Collected data entries:
────────────────

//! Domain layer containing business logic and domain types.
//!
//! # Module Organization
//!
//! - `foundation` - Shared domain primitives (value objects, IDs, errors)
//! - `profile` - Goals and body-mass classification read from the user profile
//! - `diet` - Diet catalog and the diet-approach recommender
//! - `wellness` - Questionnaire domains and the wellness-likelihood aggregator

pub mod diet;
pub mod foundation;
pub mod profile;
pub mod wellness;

────────────────

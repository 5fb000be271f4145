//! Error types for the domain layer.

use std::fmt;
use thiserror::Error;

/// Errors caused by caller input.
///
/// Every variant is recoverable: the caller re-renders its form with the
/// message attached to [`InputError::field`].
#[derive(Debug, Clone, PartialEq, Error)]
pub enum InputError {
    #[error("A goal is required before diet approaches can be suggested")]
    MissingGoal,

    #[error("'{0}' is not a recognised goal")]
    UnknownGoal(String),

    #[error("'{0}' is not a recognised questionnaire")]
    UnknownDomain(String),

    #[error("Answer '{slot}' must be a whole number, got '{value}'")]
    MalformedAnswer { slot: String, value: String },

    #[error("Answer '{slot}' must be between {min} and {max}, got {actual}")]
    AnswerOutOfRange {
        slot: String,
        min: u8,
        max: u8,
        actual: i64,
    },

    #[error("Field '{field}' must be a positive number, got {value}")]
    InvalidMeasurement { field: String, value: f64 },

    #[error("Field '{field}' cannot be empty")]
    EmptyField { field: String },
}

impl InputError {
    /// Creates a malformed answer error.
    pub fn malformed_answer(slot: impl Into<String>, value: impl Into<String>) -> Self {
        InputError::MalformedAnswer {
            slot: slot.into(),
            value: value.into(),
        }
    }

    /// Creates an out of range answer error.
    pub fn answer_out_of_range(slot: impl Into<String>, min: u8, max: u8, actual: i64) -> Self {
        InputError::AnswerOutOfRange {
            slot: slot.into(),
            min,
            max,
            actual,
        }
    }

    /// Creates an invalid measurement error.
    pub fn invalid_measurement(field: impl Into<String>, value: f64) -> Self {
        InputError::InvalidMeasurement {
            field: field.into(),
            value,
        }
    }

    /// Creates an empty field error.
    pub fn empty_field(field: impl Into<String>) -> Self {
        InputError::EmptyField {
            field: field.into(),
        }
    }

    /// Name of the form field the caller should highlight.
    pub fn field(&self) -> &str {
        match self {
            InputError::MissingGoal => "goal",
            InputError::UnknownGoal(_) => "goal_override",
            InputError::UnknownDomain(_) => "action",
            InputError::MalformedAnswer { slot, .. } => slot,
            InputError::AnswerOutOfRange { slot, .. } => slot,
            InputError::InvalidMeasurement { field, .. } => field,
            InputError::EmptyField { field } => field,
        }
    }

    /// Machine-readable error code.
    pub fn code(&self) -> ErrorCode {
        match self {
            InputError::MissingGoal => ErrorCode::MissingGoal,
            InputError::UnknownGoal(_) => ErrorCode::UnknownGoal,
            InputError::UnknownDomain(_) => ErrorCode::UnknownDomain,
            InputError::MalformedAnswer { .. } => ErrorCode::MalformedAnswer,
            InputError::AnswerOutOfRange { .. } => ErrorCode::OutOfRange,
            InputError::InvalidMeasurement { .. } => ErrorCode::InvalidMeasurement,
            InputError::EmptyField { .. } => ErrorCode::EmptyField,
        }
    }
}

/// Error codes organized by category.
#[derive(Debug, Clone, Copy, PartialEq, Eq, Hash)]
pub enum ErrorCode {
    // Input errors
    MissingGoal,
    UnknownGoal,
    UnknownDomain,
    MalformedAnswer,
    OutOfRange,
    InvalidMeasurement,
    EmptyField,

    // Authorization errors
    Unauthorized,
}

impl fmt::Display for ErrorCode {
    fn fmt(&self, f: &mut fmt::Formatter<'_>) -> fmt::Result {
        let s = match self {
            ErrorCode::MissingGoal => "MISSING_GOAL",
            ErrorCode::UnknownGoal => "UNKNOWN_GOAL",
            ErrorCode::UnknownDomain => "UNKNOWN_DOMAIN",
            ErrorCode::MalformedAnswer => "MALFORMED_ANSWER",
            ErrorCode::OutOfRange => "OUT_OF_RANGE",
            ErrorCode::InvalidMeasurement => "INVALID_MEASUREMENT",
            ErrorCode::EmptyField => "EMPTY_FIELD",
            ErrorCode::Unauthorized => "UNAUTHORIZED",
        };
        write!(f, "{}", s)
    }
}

────────────────

Aim of the task: In the entries above, find each line with the word "wellness" and show it.

Output of the task:
//! - `wellness` - Questionnaire domains and the wellness-likelihood aggregator
pub mod wellness;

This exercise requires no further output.